§ Problem to solve
The response should be the complete listing below, unchanged.

§ The data

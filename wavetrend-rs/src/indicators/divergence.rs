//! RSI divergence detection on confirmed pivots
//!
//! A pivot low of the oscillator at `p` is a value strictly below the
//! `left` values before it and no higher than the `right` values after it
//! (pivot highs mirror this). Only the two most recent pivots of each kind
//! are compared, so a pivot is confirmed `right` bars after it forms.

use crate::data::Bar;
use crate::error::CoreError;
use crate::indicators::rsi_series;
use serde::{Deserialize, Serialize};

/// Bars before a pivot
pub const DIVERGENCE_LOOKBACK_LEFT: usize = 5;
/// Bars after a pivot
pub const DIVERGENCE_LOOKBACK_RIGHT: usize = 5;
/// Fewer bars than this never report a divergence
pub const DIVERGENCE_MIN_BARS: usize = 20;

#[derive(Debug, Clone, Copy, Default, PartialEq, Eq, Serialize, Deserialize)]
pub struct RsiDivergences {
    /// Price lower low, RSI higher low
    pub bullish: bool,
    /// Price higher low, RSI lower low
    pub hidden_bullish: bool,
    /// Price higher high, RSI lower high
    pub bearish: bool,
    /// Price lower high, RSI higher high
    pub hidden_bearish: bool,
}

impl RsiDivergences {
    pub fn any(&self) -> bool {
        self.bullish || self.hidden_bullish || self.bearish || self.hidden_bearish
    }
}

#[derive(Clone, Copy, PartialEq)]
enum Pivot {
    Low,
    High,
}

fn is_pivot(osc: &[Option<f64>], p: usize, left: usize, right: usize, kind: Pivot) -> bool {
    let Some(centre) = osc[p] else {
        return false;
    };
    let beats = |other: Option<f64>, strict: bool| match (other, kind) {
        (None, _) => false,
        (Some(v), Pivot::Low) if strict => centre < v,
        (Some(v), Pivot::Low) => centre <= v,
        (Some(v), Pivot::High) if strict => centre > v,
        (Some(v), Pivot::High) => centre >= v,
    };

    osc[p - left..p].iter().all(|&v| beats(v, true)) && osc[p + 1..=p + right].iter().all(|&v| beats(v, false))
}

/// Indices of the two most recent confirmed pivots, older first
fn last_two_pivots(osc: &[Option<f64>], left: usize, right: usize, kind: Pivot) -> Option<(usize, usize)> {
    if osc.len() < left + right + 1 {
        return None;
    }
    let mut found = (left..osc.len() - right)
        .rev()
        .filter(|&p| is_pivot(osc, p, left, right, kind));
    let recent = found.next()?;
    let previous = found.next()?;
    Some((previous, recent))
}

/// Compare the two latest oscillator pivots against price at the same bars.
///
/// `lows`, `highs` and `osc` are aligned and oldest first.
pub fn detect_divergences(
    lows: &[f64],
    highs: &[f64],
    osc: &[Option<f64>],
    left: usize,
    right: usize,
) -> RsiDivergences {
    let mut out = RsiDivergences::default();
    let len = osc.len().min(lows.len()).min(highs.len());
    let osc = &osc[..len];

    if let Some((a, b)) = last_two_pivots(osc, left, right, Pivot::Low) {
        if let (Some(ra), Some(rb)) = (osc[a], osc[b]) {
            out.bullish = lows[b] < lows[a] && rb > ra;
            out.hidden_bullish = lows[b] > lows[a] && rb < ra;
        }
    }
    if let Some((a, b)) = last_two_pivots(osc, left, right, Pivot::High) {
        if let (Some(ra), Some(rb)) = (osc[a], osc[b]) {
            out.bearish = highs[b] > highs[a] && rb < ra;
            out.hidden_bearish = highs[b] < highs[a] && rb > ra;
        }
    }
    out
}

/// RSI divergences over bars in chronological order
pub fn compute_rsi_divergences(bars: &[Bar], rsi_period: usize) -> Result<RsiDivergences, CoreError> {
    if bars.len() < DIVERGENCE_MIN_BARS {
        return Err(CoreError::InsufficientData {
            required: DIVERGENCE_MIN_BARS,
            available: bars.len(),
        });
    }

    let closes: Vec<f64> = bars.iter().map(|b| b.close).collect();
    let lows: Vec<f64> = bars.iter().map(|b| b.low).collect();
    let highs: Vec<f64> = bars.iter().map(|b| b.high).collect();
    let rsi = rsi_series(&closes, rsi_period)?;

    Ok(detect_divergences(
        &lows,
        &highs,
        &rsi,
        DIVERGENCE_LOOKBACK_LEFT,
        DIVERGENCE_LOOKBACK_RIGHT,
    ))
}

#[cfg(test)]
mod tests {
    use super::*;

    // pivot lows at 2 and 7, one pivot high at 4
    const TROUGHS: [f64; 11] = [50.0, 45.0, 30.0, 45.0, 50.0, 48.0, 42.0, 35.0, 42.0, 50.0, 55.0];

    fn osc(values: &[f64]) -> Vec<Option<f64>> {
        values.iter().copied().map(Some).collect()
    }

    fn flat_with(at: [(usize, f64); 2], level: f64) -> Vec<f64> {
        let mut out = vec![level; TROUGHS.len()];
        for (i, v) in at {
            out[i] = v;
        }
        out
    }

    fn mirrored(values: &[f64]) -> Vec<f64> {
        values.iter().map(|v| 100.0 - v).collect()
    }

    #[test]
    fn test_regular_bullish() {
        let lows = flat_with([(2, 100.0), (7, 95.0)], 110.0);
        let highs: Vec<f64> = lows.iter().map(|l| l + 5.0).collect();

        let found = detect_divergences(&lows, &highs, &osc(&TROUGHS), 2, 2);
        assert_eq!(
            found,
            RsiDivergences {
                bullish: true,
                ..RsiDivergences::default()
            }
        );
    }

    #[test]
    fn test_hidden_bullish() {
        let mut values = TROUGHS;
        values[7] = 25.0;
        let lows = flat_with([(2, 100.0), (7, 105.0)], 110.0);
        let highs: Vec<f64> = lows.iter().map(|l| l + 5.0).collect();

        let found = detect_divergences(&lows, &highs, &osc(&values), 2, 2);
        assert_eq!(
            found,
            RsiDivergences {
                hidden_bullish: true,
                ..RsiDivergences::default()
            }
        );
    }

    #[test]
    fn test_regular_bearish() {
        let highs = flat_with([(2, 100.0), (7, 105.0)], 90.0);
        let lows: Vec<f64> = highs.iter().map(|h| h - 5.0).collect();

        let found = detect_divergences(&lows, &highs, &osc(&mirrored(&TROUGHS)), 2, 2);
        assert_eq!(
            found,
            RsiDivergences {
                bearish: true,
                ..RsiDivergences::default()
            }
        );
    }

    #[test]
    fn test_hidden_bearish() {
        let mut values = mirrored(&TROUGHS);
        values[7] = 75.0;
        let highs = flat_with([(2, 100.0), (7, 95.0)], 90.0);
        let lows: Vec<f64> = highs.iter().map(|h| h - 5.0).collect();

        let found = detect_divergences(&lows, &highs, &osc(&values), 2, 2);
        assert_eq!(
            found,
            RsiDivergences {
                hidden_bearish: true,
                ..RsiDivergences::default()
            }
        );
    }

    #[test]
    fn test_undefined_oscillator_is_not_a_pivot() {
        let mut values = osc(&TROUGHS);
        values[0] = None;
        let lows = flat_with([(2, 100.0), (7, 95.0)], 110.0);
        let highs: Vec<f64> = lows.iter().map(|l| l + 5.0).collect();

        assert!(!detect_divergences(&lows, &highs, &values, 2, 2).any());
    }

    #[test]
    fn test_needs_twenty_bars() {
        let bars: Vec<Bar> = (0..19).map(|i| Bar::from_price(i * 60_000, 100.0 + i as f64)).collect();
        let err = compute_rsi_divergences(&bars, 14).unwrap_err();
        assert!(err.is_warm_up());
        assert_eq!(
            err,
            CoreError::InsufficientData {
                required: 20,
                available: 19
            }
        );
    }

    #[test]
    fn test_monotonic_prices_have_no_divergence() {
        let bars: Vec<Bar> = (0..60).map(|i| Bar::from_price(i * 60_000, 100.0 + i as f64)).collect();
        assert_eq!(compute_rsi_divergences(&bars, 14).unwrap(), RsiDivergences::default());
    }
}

§ Your solution
filename wavetrend-rs/src/indicators/divergence.rs
//! RSI divergence detection on confirmed pivots
//!
//! A pivot low of the oscillator at `p` is a value strictly below the
//! `left` values before it and no higher than the `right` values after it
//! (pivot highs mirror this). Only the two most recent pivots of each kind
//! are compared, so a pivot is confirmed `right` bars after it forms.

use crate::data::Bar;
use crate::error::CoreError;
use crate::indicators::rsi_series;
use serde::{Deserialize, Serialize};

/// Bars before a pivot
pub const DIVERGENCE_LOOKBACK_LEFT: usize = 5;
/// Bars after a pivot
pub const DIVERGENCE_LOOKBACK_RIGHT: usize = 5;
/// Fewer bars than this never report a divergence
pub const DIVERGENCE_MIN_BARS: usize = 20;

#[derive(Debug, Clone, Copy, Default, PartialEq, Eq, Serialize, Deserialize)]
pub struct RsiDivergences {
    /// Price lower low, RSI higher low
    pub bullish: bool,
    /// Price higher low, RSI lower low
    pub hidden_bullish: bool,
    /// Price higher high, RSI lower high
    pub bearish: bool,
    /// Price lower high, RSI higher high
    pub hidden_bearish: bool,
}

impl RsiDivergences {
    pub fn any(&self) -> bool {
        self.bullish || self.hidden_bullish || self.bearish || self.hidden_bearish
    }
}

#[derive(Clone, Copy, PartialEq)]
enum Pivot {
    Low,
    High,
}

fn is_pivot(osc: &[Option<f64>], p: usize, left: usize, right: usize, kind: Pivot) -> bool {
    let Some(centre) = osc[p] else {
        return false;
    };
    let beats = |other: Option<f64>, strict: bool| match (other, kind) {
        (None, _) => false,
        (Some(v), Pivot::Low) if strict => centre < v,
        (Some(v), Pivot::Low) => centre <= v,
        (Some(v), Pivot::High) if strict => centre > v,
        (Some(v), Pivot::High) => centre >= v,
    };

    osc[p - left..p].iter().all(|&v| beats(v, true)) && osc[p + 1..=p + right].iter().all(|&v| beats(v, false))
}

/// Indices of the two most recent confirmed pivots, older first
fn last_two_pivots(osc: &[Option<f64>], left: usize, right: usize, kind: Pivot) -> Option<(usize, usize)> {
    if osc.len() < left + right + 1 {
        return None;
    }
    let mut found = (left..osc.len() - right)
        .rev()
        .filter(|&p| is_pivot(osc, p, left, right, kind));
    let recent = found.next()?;
    let previous = found.next()?;
    Some((previous, recent))
}

/// Compare the two latest oscillator pivots against price at the same bars.
///
/// `lows`, `highs` and `osc` are aligned and oldest first.
pub fn detect_divergences(
    lows: &[f64],
    highs: &[f64],
    osc: &[Option<f64>],
    left: usize,
    right: usize,
) -> RsiDivergences {
    let mut out = RsiDivergences::default();
    let len = osc.len().min(lows.len()).min(highs.len());
    let osc = &osc[..len];

    if let Some((a, b)) = last_two_pivots(osc, left, right, Pivot::Low) {
        if let (Some(ra), Some(rb)) = (osc[a], osc[b]) {
            out.bullish = lows[b] < lows[a] && rb > ra;
            out.hidden_bullish = lows[b] > lows[a] && rb < ra;
        }
    }
    if let Some((a, b)) = last_two_pivots(osc, left, right, Pivot::High) {
        if let (Some(ra), Some(rb)) = (osc[a], osc[b]) {
            out.bearish = highs[b] > highs[a] && rb < ra;
            out.hidden_bearish = highs[b] < highs[a] && rb > ra;
        }
    }
    out
}

/// RSI divergences over bars in chronological order
pub fn compute_rsi_divergences(bars: &[Bar], rsi_period: usize) -> Result<RsiDivergences, CoreError> {
    if bars.len() < DIVERGENCE_MIN_BARS {
        return Err(CoreError::InsufficientData {
            required: DIVERGENCE_MIN_BARS,
            available: bars.len(),
        });
    }

    let closes: Vec<f64> = bars.iter().map(|b| b.close).collect();
    let lows: Vec<f64> = bars.iter().map(|b| b.low).collect();
    let highs: Vec<f64> = bars.iter().map(|b| b.high).collect();
    let rsi = rsi_series(&closes, rsi_period)?;

    Ok(detect_divergences(
        &lows,
        &highs,
        &rsi,
        DIVERGENCE_LOOKBACK_LEFT,
        DIVERGENCE_LOOKBACK_RIGHT,
    ))
}

#[cfg(test)]
mod tests {
    use super::*;

    // pivot lows at 2 and 7, one pivot high at 4
    const TROUGHS: [f64; 11] = [50.0, 45.0, 30.0, 45.0, 50.0, 48.0, 42.0, 35.0, 42.0, 50.0, 55.0];

    fn osc(values: &[f64]) -> Vec<Option<f64>> {
        values.iter().copied().map(Some).collect()
    }

    fn flat_with(at: [(usize, f64); 2], level: f64) -> Vec<f64> {
        let mut out = vec![level; TROUGHS.len()];
        for (i, v) in at {
            out[i] = v;
        }
        out
    }

    fn mirrored(values: &[f64]) -> Vec<f64> {
        values.iter().map(|v| 100.0 - v).collect()
    }

    #[test]
    fn test_regular_bullish() {
        let lows = flat_with([(2, 100.0), (7, 95.0)], 110.0);
        let highs: Vec<f64> = lows.iter().map(|l| l + 5.0).collect();

        let found = detect_divergences(&lows, &highs, &osc(&TROUGHS), 2, 2);
        assert_eq!(
            found,
            RsiDivergences {
                bullish: true,
                ..RsiDivergences::default()
            }
        );
    }

    #[test]
    fn test_hidden_bullish() {
        let mut values = TROUGHS;
        values[7] = 25.0;
        let lows = flat_with([(2, 100.0), (7, 105.0)], 110.0);
        let highs: Vec<f64> = lows.iter().map(|l| l + 5.0).collect();

        let found = detect_divergences(&lows, &highs, &osc(&values), 2, 2);
        assert_eq!(
            found,
            RsiDivergences {
                hidden_bullish: true,
                ..RsiDivergences::default()
            }
        );
    }

    #[test]
    fn test_regular_bearish() {
        let highs = flat_with([(2, 100.0), (7, 105.0)], 90.0);
        let lows: Vec<f64> = highs.iter().map(|h| h - 5.0).collect();

        let found = detect_divergences(&lows, &highs, &osc(&mirrored(&TROUGHS)), 2, 2);
        assert_eq!(
            found,
            RsiDivergences {
                bearish: true,
                ..RsiDivergences::default()
            }
        );
    }

    #[test]
    fn test_hidden_bearish() {
        let mut values = mirrored(&TROUGHS);
        values[7] = 75.0;
        let highs = flat_with([(2, 100.0), (7, 95.0)], 90.0);
        let lows: Vec<f64> = highs.iter().map(|h| h - 5.0).collect();

        let found = detect_divergences(&lows, &highs, &osc(&values), 2, 2);
        assert_eq!(
            found,
            RsiDivergences {
                hidden_bearish: true,
                ..RsiDivergences::default()
            }
        );
    }

    #[test]
    fn test_undefined_oscillator_is_not_a_pivot() {
        let mut values = osc(&TROUGHS);
        values[0] = None;
        let lows = flat_with([(2, 100.0), (7, 95.0)], 110.0);
        let highs: Vec<f64> = lows.iter().map(|l| l + 5.0).collect();

        assert!(!detect_divergences(&lows, &highs, &values, 2, 2).any());
    }

    #[test]
    fn test_needs_twenty_bars() {
        let bars: Vec<Bar> = (0..19).map(|i| Bar::from_price(i * 60_000, 100.0 + i as f64)).collect();
        let err = compute_rsi_divergences(&bars, 14).unwrap_err();
        assert!(err.is_warm_up());
        assert_eq!(
            err,
            CoreError::InsufficientData {
                required: 20,
                available: 19
            }
        );
    }

    #[test]
    fn test_monotonic_prices_have_no_divergence() {
        let bars: Vec<Bar> = (0..60).map(|i| Bar::from_price(i * 60_000, 100.0 + i as f64)).collect();
        assert_eq!(compute_rsi_divergences(&bars, 14).unwrap(), RsiDivergences::default());
    }
}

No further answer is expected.